[Dataset]
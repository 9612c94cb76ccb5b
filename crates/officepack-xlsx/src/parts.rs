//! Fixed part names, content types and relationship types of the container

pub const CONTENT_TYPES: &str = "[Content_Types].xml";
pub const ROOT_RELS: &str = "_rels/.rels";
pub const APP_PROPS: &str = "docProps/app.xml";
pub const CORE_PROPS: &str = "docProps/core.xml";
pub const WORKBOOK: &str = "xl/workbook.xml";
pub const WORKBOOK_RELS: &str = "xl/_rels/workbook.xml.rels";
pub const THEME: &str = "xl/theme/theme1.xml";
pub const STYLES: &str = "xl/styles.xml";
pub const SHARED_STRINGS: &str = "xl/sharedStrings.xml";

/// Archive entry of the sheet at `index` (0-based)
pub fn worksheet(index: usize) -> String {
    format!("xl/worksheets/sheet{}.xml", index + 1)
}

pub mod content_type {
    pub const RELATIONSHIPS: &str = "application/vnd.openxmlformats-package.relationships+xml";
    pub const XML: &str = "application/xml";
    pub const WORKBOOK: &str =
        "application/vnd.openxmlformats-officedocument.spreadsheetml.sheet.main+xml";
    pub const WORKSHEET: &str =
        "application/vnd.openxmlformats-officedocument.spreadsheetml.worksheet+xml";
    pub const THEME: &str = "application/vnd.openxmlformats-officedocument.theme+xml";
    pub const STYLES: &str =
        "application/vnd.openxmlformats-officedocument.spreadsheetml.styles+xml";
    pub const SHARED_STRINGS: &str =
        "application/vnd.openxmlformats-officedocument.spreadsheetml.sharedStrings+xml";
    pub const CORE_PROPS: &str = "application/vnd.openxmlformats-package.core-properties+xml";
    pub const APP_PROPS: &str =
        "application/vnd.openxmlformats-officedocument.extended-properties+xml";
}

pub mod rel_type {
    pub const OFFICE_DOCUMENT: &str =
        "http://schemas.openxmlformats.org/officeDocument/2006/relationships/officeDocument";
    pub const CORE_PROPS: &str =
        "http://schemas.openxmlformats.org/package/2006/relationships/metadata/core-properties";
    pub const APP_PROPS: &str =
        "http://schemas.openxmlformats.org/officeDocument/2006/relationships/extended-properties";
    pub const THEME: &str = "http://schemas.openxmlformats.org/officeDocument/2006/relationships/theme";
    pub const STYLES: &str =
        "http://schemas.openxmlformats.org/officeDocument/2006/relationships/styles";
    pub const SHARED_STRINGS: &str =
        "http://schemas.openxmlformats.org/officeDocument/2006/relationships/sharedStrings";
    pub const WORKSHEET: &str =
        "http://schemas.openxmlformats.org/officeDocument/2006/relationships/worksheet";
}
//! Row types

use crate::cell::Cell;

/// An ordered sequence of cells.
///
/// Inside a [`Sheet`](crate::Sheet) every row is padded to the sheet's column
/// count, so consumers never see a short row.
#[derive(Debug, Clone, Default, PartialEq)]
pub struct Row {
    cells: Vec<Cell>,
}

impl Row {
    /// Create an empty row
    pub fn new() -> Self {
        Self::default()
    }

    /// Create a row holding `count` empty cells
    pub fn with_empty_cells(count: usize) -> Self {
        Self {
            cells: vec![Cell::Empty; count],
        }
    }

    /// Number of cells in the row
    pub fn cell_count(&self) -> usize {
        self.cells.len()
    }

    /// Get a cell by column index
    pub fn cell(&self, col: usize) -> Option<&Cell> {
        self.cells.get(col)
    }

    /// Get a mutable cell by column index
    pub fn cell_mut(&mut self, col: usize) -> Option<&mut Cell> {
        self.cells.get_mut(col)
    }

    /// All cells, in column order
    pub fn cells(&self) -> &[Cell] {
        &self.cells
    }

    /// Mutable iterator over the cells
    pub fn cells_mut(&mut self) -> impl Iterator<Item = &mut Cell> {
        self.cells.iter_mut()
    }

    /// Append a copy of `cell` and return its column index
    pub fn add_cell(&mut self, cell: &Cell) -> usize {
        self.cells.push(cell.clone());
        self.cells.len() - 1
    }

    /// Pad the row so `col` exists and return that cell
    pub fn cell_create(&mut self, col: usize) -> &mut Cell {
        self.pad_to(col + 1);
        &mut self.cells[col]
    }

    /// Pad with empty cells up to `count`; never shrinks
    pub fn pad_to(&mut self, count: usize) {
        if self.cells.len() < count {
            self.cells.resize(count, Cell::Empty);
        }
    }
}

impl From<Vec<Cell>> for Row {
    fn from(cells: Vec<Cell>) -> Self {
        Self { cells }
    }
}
[/Dataset]
[Dataset]
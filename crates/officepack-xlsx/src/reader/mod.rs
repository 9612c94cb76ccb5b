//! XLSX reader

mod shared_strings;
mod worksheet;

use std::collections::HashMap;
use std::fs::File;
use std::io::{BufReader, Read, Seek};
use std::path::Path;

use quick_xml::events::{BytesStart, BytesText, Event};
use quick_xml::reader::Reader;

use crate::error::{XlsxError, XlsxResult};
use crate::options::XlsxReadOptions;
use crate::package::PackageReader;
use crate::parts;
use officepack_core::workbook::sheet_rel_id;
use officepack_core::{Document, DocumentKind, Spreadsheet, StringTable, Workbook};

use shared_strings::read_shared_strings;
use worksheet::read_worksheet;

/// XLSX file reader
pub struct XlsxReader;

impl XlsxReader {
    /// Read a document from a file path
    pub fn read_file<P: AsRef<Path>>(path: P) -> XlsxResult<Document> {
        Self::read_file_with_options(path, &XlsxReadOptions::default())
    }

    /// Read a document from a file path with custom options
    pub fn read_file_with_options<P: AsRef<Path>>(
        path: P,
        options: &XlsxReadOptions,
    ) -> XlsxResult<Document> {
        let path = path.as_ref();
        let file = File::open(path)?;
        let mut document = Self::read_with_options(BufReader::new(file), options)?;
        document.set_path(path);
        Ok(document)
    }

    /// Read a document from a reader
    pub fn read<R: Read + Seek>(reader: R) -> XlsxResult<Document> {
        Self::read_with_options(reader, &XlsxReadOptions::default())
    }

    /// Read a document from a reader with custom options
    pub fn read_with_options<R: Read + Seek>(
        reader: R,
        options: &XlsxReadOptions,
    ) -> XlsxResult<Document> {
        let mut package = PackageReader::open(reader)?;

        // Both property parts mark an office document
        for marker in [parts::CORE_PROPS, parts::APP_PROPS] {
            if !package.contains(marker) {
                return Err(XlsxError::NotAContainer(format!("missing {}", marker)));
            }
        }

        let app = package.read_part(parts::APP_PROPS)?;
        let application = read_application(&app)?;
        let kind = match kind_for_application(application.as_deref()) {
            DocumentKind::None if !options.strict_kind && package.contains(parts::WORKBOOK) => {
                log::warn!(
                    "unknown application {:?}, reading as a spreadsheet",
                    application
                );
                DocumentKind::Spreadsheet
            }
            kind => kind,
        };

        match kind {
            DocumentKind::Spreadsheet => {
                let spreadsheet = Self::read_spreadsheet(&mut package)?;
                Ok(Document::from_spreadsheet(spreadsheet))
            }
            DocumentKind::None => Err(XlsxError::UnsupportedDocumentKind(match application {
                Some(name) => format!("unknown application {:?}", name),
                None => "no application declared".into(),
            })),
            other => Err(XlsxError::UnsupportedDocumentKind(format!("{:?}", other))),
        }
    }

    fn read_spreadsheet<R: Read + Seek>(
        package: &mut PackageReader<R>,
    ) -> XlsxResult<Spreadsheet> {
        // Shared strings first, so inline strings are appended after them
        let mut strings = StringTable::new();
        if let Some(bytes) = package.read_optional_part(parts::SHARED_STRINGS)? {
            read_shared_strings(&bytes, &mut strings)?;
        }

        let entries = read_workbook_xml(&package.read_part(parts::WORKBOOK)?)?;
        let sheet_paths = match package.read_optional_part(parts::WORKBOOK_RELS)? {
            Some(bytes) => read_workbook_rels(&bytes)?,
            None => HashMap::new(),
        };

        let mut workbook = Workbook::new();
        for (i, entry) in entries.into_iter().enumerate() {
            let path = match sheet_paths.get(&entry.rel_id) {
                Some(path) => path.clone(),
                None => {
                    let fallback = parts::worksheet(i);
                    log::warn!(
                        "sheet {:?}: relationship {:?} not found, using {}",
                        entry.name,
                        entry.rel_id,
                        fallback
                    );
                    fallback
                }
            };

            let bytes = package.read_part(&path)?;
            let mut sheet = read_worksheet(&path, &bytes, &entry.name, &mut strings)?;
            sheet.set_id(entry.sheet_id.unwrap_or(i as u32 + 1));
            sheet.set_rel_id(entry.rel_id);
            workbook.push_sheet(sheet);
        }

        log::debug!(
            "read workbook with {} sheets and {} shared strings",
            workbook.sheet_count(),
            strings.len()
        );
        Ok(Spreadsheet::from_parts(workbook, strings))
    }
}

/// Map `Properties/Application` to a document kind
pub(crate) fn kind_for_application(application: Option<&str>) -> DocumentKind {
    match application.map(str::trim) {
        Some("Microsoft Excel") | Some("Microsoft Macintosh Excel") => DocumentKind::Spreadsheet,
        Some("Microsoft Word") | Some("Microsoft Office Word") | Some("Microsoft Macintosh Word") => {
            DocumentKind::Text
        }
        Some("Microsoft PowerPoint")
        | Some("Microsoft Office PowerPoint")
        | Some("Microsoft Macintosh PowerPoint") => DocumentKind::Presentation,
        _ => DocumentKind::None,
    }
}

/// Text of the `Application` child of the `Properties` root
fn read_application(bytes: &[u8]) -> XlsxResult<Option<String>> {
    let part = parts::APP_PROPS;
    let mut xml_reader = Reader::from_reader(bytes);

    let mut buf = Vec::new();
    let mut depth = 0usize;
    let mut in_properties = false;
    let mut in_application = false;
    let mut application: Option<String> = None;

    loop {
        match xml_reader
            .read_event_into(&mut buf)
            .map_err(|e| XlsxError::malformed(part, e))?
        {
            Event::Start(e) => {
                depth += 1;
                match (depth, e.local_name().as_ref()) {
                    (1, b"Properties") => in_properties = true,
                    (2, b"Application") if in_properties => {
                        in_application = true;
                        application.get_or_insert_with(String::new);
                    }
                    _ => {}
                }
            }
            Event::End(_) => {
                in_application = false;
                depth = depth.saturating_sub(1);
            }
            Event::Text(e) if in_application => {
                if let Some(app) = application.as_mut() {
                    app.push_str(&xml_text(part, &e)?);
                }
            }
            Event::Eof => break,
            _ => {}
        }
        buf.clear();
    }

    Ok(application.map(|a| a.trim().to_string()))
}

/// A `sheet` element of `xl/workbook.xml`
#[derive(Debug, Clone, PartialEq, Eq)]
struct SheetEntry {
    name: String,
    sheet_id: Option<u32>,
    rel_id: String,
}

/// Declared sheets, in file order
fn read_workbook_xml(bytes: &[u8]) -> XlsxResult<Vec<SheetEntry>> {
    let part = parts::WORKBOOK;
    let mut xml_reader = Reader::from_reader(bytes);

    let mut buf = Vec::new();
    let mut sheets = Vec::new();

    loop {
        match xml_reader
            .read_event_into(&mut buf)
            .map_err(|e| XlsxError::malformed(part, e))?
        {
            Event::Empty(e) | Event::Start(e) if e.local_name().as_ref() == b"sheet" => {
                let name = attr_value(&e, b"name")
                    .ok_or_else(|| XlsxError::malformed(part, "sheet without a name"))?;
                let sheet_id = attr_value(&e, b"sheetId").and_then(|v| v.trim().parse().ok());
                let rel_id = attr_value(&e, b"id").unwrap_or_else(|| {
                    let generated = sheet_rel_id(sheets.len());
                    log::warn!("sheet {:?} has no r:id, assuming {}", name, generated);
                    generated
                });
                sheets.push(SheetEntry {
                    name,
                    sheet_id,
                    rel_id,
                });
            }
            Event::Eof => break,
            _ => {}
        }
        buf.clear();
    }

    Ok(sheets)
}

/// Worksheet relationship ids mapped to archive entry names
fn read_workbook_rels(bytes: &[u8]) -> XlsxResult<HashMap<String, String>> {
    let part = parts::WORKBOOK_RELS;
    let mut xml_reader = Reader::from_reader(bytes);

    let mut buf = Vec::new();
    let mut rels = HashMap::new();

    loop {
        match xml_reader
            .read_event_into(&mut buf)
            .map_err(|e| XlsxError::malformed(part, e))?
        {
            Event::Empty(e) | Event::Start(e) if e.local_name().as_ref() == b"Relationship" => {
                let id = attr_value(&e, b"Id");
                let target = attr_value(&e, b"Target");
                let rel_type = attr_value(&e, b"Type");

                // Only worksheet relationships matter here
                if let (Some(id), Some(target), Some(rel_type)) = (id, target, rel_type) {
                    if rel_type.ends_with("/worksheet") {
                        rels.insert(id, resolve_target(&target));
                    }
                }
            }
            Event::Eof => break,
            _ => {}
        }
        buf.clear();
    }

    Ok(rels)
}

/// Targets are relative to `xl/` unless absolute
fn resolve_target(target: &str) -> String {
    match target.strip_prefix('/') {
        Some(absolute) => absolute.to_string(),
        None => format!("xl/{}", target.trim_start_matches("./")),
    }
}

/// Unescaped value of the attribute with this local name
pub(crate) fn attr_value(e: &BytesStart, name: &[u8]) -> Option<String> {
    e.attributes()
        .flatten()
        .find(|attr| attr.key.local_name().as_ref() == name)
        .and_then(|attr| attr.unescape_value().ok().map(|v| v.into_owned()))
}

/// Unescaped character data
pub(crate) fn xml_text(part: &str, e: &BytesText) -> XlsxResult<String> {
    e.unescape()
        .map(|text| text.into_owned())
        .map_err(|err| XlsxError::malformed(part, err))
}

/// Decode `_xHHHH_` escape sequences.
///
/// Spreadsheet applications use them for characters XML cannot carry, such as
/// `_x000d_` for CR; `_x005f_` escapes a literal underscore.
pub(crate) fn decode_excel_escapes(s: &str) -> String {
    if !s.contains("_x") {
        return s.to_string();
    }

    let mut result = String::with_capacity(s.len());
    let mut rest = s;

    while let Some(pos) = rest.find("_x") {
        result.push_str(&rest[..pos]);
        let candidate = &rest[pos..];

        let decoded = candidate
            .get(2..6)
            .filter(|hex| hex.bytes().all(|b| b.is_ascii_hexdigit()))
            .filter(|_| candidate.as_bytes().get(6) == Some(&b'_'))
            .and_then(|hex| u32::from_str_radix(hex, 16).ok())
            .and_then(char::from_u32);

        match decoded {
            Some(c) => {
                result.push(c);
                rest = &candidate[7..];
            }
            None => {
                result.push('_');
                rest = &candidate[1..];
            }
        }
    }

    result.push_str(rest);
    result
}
[/Dataset]
[Dataset]
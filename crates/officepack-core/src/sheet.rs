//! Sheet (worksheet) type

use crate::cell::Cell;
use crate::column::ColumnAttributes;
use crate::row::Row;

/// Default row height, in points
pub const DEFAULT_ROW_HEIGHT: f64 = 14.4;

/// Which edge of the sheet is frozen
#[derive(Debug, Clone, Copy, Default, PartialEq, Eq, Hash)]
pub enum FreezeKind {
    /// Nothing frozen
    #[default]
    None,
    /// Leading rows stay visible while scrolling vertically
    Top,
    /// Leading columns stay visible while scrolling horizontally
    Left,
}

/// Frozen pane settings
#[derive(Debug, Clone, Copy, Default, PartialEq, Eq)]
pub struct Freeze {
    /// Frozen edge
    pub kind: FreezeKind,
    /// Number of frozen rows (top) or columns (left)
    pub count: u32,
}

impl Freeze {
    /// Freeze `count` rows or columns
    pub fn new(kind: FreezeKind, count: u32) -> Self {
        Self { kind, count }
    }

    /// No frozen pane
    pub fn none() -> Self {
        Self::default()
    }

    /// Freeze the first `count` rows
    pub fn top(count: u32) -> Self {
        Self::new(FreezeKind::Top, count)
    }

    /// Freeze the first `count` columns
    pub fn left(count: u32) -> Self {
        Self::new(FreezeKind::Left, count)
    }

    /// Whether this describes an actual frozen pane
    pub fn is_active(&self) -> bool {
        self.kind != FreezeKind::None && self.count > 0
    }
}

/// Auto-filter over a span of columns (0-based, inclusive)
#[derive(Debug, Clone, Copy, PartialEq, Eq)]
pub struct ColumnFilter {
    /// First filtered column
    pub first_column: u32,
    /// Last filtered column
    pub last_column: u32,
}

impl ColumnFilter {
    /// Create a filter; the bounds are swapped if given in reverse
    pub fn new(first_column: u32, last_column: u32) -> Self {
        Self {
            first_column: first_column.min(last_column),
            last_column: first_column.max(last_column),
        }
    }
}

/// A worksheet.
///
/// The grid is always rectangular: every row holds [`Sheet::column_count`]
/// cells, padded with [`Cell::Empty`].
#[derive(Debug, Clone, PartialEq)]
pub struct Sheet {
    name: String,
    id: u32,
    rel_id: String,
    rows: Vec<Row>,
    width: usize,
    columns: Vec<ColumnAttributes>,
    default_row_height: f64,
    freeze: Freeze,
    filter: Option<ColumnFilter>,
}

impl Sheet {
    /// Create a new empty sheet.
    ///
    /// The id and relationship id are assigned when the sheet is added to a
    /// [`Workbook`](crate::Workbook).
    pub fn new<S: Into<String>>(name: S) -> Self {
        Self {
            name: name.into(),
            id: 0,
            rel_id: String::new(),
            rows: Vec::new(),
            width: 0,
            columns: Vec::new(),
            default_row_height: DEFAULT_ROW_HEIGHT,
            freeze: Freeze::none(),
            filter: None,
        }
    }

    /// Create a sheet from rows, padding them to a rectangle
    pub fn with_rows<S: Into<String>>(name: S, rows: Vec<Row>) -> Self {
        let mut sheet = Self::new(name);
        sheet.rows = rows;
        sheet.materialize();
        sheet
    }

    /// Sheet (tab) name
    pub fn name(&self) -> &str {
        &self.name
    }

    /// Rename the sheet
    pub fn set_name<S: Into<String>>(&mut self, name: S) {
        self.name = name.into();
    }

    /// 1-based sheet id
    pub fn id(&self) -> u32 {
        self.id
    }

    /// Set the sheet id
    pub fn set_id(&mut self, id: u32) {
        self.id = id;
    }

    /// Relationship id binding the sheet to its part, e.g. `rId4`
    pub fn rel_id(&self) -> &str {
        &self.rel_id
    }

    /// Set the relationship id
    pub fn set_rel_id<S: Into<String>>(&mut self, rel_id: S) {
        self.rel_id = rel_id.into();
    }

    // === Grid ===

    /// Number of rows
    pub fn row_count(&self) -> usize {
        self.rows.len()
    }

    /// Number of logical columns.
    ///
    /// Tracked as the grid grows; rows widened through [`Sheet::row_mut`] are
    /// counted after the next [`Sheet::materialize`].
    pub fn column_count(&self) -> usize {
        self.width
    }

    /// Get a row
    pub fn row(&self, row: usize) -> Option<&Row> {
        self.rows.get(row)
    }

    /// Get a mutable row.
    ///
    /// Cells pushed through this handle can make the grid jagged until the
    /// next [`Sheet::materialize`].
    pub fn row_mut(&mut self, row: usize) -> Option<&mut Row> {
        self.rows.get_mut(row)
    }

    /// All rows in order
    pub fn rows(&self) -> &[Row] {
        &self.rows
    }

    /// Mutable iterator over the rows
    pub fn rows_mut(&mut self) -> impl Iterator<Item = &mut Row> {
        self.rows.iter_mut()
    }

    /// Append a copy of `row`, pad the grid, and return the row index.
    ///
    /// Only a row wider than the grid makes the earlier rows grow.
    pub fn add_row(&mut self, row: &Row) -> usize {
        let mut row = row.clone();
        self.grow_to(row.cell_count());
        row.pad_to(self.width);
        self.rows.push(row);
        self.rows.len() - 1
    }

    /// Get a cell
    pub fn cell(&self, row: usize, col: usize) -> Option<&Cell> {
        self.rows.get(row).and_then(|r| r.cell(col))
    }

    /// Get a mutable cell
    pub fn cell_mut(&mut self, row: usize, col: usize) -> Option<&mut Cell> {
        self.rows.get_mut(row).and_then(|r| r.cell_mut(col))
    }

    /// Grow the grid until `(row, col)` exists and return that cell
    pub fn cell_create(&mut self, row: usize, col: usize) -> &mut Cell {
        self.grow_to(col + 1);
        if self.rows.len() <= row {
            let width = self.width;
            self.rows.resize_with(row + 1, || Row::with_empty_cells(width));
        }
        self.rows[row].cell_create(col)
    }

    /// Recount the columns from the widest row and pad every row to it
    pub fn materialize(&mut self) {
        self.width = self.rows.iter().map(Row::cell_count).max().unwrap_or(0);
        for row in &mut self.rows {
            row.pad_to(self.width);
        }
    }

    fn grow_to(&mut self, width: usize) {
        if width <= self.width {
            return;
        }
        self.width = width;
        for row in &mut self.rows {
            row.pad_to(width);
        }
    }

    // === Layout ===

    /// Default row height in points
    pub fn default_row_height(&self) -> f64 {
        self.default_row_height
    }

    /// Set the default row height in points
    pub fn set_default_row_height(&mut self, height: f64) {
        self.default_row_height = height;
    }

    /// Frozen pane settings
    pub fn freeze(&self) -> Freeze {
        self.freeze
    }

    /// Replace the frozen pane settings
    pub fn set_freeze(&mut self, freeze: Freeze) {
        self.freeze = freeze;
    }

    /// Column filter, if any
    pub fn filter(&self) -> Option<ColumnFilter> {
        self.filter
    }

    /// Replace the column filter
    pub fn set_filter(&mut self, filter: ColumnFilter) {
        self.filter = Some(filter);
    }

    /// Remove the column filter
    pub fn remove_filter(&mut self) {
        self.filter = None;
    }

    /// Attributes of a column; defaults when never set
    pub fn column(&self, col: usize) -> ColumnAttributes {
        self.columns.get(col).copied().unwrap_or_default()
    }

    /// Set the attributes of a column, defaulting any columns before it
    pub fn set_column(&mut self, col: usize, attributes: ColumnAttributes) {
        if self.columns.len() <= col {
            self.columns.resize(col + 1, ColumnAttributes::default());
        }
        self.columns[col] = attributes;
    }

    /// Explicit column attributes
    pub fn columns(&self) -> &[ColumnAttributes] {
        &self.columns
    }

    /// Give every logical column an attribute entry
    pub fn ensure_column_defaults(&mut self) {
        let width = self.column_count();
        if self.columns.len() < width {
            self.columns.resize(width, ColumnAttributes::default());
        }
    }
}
[/Dataset]
**Action item**
Search the material for "BytesStart" and copy each matching line.

**Your response**
use quick_xml::events::{BytesStart, BytesText, Event};
pub(crate) fn attr_value(e: &BytesStart, name: &[u8]) -> Option<String> {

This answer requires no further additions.